TASK DATA
++++++++++++++++++++

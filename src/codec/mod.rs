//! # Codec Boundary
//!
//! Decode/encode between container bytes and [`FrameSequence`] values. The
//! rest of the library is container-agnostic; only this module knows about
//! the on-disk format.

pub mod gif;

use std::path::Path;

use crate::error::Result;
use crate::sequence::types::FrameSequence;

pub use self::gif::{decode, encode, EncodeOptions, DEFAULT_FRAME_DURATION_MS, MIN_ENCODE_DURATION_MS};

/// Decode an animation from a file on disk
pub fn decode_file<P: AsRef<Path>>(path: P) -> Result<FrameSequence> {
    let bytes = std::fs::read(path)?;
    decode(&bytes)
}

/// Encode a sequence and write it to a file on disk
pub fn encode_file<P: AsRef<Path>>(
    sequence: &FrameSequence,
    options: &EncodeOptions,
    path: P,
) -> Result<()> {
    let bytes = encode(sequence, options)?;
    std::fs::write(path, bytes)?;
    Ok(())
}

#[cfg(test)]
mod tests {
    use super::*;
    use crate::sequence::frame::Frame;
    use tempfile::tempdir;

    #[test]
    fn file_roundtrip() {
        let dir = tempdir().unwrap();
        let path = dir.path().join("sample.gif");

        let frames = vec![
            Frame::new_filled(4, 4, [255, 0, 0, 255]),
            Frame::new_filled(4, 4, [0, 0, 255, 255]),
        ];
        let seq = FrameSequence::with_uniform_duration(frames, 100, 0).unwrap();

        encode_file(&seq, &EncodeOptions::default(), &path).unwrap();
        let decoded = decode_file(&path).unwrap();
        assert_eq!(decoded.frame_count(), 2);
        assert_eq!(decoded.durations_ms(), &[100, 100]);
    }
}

++++++++++++++++++++

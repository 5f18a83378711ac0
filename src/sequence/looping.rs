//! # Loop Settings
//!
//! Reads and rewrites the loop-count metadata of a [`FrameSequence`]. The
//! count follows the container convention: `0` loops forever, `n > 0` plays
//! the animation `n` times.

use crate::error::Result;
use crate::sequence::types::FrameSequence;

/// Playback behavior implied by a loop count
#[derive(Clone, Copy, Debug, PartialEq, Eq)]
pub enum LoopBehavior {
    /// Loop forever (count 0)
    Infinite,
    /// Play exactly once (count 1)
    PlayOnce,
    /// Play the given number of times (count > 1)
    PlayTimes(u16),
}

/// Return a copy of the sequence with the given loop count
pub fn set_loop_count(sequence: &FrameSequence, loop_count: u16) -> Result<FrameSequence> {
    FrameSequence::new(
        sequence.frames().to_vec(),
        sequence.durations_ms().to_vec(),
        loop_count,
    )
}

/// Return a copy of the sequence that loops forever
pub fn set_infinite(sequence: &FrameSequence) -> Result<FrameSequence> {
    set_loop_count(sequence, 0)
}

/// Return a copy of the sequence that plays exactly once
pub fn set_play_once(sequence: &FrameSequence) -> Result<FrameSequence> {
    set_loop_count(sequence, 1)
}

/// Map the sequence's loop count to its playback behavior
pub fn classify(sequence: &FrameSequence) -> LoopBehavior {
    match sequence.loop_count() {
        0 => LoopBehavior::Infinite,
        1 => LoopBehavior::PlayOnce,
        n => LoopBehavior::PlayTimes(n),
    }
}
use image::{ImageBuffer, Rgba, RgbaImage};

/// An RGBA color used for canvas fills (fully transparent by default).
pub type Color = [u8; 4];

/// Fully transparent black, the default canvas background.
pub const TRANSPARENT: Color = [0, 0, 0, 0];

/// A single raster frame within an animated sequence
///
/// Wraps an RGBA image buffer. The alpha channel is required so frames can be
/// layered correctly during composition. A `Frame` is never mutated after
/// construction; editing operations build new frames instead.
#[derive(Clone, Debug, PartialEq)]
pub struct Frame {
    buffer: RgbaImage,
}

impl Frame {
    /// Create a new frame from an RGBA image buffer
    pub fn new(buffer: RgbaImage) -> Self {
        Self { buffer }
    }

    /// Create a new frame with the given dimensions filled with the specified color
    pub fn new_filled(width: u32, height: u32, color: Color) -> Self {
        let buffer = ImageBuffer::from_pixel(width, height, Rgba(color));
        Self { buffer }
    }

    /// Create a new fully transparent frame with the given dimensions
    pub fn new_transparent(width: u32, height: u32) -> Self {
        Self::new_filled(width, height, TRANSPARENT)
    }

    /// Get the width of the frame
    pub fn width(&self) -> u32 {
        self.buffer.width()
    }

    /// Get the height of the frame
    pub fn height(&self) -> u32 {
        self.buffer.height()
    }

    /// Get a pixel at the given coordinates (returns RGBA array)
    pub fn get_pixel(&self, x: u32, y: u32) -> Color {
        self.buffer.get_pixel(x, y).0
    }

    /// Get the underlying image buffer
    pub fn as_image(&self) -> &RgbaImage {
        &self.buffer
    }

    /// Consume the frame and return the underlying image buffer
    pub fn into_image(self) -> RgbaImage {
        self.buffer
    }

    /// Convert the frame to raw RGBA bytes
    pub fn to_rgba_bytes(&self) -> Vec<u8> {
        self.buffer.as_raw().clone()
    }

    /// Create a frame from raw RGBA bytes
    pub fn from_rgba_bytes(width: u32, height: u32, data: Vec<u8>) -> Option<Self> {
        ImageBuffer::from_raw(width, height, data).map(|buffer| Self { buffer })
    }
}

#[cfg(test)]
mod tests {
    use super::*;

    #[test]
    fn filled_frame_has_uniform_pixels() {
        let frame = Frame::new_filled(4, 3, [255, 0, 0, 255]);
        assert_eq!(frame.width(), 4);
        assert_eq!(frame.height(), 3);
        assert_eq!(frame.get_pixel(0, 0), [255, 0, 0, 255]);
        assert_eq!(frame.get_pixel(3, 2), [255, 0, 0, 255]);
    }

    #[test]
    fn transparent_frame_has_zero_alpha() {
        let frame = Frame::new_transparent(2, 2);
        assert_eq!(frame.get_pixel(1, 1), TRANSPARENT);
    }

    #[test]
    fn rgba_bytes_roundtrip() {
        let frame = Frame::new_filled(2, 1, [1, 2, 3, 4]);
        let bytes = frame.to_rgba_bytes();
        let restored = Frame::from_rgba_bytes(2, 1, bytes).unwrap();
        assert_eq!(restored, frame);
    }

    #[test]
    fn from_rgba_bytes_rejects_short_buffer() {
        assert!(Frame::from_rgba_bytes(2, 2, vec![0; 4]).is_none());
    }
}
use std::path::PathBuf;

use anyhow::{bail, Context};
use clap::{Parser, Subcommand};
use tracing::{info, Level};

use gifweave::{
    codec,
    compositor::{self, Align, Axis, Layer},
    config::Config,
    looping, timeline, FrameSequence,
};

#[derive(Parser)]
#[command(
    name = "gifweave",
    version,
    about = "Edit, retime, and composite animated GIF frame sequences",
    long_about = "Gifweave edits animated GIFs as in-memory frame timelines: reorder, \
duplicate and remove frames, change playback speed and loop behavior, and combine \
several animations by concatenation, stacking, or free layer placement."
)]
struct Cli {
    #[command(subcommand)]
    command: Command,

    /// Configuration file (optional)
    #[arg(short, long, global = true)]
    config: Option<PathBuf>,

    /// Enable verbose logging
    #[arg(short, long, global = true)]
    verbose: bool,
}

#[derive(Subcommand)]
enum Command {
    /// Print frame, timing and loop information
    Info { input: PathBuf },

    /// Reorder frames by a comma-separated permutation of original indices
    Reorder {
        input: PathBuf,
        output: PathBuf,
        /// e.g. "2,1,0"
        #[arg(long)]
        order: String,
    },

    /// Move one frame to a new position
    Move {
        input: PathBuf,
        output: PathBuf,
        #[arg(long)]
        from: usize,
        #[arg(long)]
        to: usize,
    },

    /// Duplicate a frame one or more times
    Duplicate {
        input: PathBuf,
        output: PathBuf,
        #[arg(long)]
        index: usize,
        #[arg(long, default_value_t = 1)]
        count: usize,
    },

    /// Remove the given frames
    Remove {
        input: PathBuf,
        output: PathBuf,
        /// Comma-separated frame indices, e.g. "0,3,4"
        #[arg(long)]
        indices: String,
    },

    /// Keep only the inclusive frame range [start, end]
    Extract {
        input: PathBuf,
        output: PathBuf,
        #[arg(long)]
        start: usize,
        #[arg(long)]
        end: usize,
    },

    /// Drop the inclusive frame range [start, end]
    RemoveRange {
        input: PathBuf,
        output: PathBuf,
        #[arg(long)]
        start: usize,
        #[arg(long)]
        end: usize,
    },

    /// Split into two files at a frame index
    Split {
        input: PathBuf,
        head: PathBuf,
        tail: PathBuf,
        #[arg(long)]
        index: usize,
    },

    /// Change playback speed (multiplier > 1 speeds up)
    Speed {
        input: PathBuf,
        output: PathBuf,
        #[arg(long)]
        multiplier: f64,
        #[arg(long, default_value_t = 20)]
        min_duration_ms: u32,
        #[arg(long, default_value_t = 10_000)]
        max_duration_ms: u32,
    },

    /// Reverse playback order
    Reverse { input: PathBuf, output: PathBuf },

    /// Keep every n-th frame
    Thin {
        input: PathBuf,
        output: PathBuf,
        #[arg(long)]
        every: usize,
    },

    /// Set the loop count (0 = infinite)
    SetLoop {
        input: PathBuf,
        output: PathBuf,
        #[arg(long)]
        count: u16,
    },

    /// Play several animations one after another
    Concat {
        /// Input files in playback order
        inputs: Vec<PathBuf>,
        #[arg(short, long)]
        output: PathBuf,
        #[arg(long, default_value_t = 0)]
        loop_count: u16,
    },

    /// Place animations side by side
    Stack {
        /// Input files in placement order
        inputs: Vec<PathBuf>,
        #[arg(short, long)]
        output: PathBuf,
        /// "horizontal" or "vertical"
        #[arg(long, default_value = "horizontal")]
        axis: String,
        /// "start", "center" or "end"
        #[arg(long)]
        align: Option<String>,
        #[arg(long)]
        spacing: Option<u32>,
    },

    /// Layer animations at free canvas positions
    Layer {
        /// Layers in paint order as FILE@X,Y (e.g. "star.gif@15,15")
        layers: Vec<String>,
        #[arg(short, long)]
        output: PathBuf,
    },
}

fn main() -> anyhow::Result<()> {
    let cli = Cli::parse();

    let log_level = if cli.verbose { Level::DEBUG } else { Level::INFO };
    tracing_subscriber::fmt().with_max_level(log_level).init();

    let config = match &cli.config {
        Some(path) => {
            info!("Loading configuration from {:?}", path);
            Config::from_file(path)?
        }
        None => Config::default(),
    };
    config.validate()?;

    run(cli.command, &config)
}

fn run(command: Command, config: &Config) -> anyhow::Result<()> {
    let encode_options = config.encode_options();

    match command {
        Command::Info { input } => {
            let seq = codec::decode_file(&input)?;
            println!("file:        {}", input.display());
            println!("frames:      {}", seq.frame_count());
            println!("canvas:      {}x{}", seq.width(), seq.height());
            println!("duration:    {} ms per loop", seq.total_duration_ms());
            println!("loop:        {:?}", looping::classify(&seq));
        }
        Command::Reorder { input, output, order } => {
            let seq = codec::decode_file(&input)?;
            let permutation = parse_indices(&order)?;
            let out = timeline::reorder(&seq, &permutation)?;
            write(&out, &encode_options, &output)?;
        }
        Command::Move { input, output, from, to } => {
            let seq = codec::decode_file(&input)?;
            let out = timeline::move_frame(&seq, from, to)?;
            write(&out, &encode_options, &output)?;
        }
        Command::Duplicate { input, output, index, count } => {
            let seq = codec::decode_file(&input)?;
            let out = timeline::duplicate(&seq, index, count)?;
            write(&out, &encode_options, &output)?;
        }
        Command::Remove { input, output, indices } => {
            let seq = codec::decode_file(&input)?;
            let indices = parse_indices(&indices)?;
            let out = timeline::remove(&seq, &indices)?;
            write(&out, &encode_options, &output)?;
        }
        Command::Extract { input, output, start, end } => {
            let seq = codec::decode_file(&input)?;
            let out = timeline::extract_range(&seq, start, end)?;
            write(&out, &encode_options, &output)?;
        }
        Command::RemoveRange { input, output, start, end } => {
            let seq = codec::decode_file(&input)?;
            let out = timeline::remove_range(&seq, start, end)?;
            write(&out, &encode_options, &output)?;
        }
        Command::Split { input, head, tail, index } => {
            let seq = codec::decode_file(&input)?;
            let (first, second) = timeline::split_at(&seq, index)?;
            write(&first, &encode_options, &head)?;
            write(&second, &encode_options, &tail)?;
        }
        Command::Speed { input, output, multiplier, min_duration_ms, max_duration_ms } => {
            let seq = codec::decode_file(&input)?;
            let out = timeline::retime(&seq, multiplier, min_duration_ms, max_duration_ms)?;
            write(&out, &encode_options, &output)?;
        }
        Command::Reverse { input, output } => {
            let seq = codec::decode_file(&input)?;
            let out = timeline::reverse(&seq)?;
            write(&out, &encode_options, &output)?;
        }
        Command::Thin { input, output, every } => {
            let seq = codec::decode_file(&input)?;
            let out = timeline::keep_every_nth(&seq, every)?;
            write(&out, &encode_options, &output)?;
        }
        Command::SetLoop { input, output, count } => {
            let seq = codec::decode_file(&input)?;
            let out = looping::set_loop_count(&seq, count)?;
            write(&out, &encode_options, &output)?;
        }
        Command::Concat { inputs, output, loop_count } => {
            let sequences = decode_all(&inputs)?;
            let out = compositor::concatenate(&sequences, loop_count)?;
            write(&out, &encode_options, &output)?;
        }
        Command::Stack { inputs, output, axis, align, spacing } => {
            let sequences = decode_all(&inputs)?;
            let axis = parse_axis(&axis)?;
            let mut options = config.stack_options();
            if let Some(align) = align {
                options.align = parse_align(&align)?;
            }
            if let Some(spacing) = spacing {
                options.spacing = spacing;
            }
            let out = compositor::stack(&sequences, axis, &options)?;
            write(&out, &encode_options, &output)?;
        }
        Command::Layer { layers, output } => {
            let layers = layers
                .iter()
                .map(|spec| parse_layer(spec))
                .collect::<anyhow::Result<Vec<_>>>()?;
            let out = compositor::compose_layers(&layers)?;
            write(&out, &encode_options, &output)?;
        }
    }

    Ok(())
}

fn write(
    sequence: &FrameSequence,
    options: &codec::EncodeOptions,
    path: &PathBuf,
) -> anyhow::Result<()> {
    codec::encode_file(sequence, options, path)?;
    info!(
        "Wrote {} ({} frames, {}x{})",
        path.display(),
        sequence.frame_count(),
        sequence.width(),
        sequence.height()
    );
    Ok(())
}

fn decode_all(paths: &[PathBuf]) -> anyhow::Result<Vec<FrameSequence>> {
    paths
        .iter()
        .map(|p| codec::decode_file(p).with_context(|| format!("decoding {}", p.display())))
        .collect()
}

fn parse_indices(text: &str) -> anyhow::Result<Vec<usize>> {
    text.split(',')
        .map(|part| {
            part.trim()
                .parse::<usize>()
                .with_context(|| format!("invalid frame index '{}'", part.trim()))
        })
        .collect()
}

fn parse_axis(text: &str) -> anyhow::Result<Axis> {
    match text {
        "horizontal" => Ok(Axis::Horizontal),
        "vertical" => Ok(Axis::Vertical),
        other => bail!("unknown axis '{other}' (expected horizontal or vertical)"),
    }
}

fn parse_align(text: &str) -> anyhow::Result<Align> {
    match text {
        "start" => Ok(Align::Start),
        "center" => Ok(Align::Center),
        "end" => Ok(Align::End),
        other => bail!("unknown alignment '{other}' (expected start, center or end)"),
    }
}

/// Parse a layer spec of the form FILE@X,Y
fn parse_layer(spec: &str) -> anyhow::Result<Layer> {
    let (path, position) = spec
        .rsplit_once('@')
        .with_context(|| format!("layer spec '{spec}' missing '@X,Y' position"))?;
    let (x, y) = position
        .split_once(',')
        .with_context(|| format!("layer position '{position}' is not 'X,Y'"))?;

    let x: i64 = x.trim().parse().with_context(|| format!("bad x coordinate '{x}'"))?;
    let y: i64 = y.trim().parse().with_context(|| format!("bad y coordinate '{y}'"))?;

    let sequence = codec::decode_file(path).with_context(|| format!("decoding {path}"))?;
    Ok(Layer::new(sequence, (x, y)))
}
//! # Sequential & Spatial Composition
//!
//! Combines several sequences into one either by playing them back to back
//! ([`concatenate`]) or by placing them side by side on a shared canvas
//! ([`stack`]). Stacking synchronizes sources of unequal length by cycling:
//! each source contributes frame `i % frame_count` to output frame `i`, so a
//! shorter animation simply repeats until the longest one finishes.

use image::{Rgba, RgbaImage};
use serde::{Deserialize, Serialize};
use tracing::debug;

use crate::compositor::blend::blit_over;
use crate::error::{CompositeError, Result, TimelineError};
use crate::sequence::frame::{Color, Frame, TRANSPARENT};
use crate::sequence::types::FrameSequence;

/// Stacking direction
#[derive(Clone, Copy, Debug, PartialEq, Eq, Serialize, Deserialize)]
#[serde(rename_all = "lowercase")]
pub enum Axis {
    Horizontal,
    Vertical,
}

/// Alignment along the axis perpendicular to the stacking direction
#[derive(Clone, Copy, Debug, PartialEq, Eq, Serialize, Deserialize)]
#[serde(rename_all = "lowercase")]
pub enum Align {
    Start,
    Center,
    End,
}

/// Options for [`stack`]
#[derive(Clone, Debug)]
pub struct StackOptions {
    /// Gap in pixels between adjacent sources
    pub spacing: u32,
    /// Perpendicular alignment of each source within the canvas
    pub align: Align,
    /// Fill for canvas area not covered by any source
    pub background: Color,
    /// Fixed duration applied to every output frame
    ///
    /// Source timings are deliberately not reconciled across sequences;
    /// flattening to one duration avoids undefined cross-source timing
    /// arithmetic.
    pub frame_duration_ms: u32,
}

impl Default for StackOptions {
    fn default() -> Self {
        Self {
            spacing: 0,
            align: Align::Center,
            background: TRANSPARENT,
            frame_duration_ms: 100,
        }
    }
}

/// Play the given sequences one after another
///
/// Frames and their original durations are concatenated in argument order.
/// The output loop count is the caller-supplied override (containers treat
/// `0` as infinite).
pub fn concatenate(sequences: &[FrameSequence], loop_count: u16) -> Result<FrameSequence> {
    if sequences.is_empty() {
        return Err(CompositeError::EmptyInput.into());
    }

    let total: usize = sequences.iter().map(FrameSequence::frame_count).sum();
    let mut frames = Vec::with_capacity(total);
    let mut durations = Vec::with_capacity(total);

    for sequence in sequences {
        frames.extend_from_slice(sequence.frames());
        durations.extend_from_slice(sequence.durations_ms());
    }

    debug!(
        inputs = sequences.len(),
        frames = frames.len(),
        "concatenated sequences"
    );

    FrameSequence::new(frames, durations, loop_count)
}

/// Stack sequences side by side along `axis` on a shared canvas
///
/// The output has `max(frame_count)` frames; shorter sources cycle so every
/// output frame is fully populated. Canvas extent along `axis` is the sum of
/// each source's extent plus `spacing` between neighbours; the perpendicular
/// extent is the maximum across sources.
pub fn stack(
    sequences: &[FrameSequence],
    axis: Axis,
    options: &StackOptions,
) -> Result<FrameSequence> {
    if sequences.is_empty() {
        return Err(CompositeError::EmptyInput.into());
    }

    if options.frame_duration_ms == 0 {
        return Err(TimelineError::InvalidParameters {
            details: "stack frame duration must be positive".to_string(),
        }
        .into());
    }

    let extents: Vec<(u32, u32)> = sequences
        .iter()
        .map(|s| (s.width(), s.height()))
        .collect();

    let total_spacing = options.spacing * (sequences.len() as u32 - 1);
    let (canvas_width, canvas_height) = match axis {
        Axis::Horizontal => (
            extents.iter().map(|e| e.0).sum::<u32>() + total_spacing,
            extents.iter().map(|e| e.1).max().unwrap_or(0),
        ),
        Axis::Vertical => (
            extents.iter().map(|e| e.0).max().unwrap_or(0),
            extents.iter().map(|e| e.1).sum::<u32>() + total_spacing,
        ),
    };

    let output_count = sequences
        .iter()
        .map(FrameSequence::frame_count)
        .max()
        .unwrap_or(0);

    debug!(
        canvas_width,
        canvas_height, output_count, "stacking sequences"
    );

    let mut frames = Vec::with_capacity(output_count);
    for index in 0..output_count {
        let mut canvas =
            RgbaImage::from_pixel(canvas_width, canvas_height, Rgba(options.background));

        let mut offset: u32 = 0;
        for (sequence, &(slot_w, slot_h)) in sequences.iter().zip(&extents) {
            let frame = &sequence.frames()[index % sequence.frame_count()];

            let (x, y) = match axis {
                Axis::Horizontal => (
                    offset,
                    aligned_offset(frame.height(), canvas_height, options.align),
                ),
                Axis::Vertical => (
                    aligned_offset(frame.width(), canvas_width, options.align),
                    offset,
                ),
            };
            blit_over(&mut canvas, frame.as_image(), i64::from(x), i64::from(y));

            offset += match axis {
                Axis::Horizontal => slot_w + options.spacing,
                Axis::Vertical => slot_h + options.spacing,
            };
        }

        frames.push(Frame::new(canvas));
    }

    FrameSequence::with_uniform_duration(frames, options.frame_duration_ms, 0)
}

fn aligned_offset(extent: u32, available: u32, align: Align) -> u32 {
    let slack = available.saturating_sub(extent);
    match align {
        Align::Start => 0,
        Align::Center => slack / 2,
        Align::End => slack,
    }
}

++++++++++++++++++++

WHAT IS REQUIRED
From the listing above, copy out each line where the word "shorter" appears.

WRITTEN REPLY
//! shorter animation simply repeats until the longest one finishes.
/// The output has `max(frame_count)` frames; shorter sources cycle so every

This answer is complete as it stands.